§ **DATA FOR THIS EXERCISE**:
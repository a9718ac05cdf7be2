//! Network front doors for matchd
//!
//! An HTTP listener (axum) for the join, stats and health routes and a
//! WebSocket listener (tokio-tungstenite) for player ingestion and match
//! notifications. Both implement [`Server`] and stop on a shared
//! `CancellationToken`.
//!
//! ```ignore
//! let service = CombinedServer::new("matchd", ServerConfig::from(&config.server))
//!     .with_http_router(router)
//!     .with_ws_handler(handler);
//! service.run(shutdown.child_token()).await?;
//! ```

// WebSocket errors are large; they only travel on setup and per-connection paths
#![allow(clippy::result_large_err)]

use std::sync::Arc;
use std::time::Duration;
use tokio::task::{JoinError, JoinSet};
use tokio_util::sync::CancellationToken;
use tracing::{error, info, warn};

pub mod config;
pub mod error;
pub mod health;
pub mod http;
pub mod shutdown;
pub mod traits;
pub mod websocket;

pub use crate::config::{ports, ServerConfig};
pub use error::{Result, ServerError};
pub use health::HealthState;
pub use http::HttpServer;
pub use shutdown::ShutdownController;
pub use traits::{Server, ServerExt};
pub use websocket::{ConnectionHandle, ConnectionId, MessageHandler, WebSocketServer};

/// Time allowed for listeners to close after shutdown
const SHUTDOWN_TIMEOUT: Duration = Duration::from_secs(30);

/// HTTP and WebSocket listeners of one service
///
/// The first listener to fail stops the other one, and its error is returned
/// from [`Server::run`].
pub struct CombinedServer {
    name: String,
    config: ServerConfig,
    http_server: Option<HttpServer>,
    ws_server: Option<WebSocketServer>,
}

impl CombinedServer {
    /// Health-only HTTP when an HTTP port is configured.
    ///
    /// The WebSocket listener only exists once [`with_ws_handler`](Self::with_ws_handler)
    /// supplies its handler.
    pub fn new(name: impl Into<String>, config: ServerConfig) -> Self {
        let name = name.into();
        let http_server = config
            .http_port
            .map(|_| HttpServer::health_only(config.clone(), &name));

        Self {
            name,
            config,
            http_server,
            ws_server: None,
        }
    }

    /// Replace the HTTP listener; ignored when HTTP is disabled
    pub fn with_http_server(mut self, server: HttpServer) -> Self {
        if self.config.http_port.is_some() {
            self.http_server = Some(server);
        }
        self
    }

    pub fn with_http_router(self, router: axum::Router) -> Self {
        let server = HttpServer::new(self.config.clone(), router);
        self.with_http_server(server)
    }

    /// Route WebSocket frames to `handler`; ignored when WebSocket is disabled
    pub fn with_ws_handler(mut self, handler: Arc<dyn MessageHandler>) -> Self {
        if self.config.websocket_port.is_some() {
            self.ws_server = Some(WebSocketServer::new(self.config.clone(), handler));
        }
        self
    }

    pub fn config(&self) -> &ServerConfig {
        &self.config
    }

    pub fn websocket(&self) -> Option<&WebSocketServer> {
        self.ws_server.as_ref()
    }

    pub fn http(&self) -> Option<&HttpServer> {
        self.http_server.as_ref()
    }
}

type ListenerExit = (&'static str, Result<()>);

/// Log how a listener ended and keep its error, if any
fn listener_failure(joined: std::result::Result<ListenerExit, JoinError>) -> Option<ServerError> {
    match joined {
        Ok((listener, Ok(()))) => {
            info!(listener, "Listener stopped");
            None
        }
        Ok((listener, Err(e))) => {
            error!(listener, error = %e, "Listener failed");
            Some(e)
        }
        Err(e) => {
            error!(error = %e, "Listener task panicked");
            Some(ServerError::ListenerPanicked(e.to_string()))
        }
    }
}

#[async_trait::async_trait]
impl Server for CombinedServer {
    fn name(&self) -> &str {
        &self.name
    }

    fn address(&self) -> Option<std::net::SocketAddr> {
        self.http_server
            .as_ref()
            .and_then(|s| s.address())
            .or_else(|| self.ws_server.as_ref().and_then(|s| s.address()))
    }

    fn is_running(&self) -> bool {
        self.http_server.as_ref().is_some_and(|s| s.is_running())
            || self.ws_server.as_ref().is_some_and(|s| s.is_running())
    }

    async fn run(&self, shutdown: CancellationToken) -> Result<()> {
        let stop = shutdown.child_token();
        let mut listeners: JoinSet<ListenerExit> = JoinSet::new();

        if let Some(http) = self.http_server.clone() {
            let token = stop.clone();
            listeners.spawn(async move { ("http", http.run(token).await) });
        }
        if let Some(ws) = self.ws_server.clone() {
            let token = stop.clone();
            listeners.spawn(async move { ("websocket", ws.run(token).await) });
        }

        if listeners.is_empty() {
            warn!(service = %self.name, "No listeners configured");
            return Ok(());
        }
        info!(service = %self.name, listeners = listeners.len(), "Service started");

        let mut failure = None;
        tokio::select! {
            _ = shutdown.cancelled() => {}
            Some(joined) = listeners.join_next() => {
                failure = listener_failure(joined);
                if !shutdown.is_cancelled() {
                    warn!(service = %self.name, "Listener exited early, stopping the rest");
                }
                stop.cancel();
            }
        }

        let drained = tokio::time::timeout(SHUTDOWN_TIMEOUT, async {
            while let Some(joined) = listeners.join_next().await {
                if let Some(e) = listener_failure(joined) {
                    failure.get_or_insert(e);
                }
            }
        })
        .await;

        if drained.is_err() {
            warn!(service = %self.name, "Listeners did not close in time, aborting");
            listeners.abort_all();
        }

        info!(service = %self.name, "Service stopped");
        match failure {
            Some(e) => Err(e),
            None => Ok(()),
        }
    }
}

§ **PROBLEM REQUIREMENTS**:
Count each line above that has the word "address" in it, and write down nothing but the total.

§ **ANSWER TO THE PROBLEM**:
3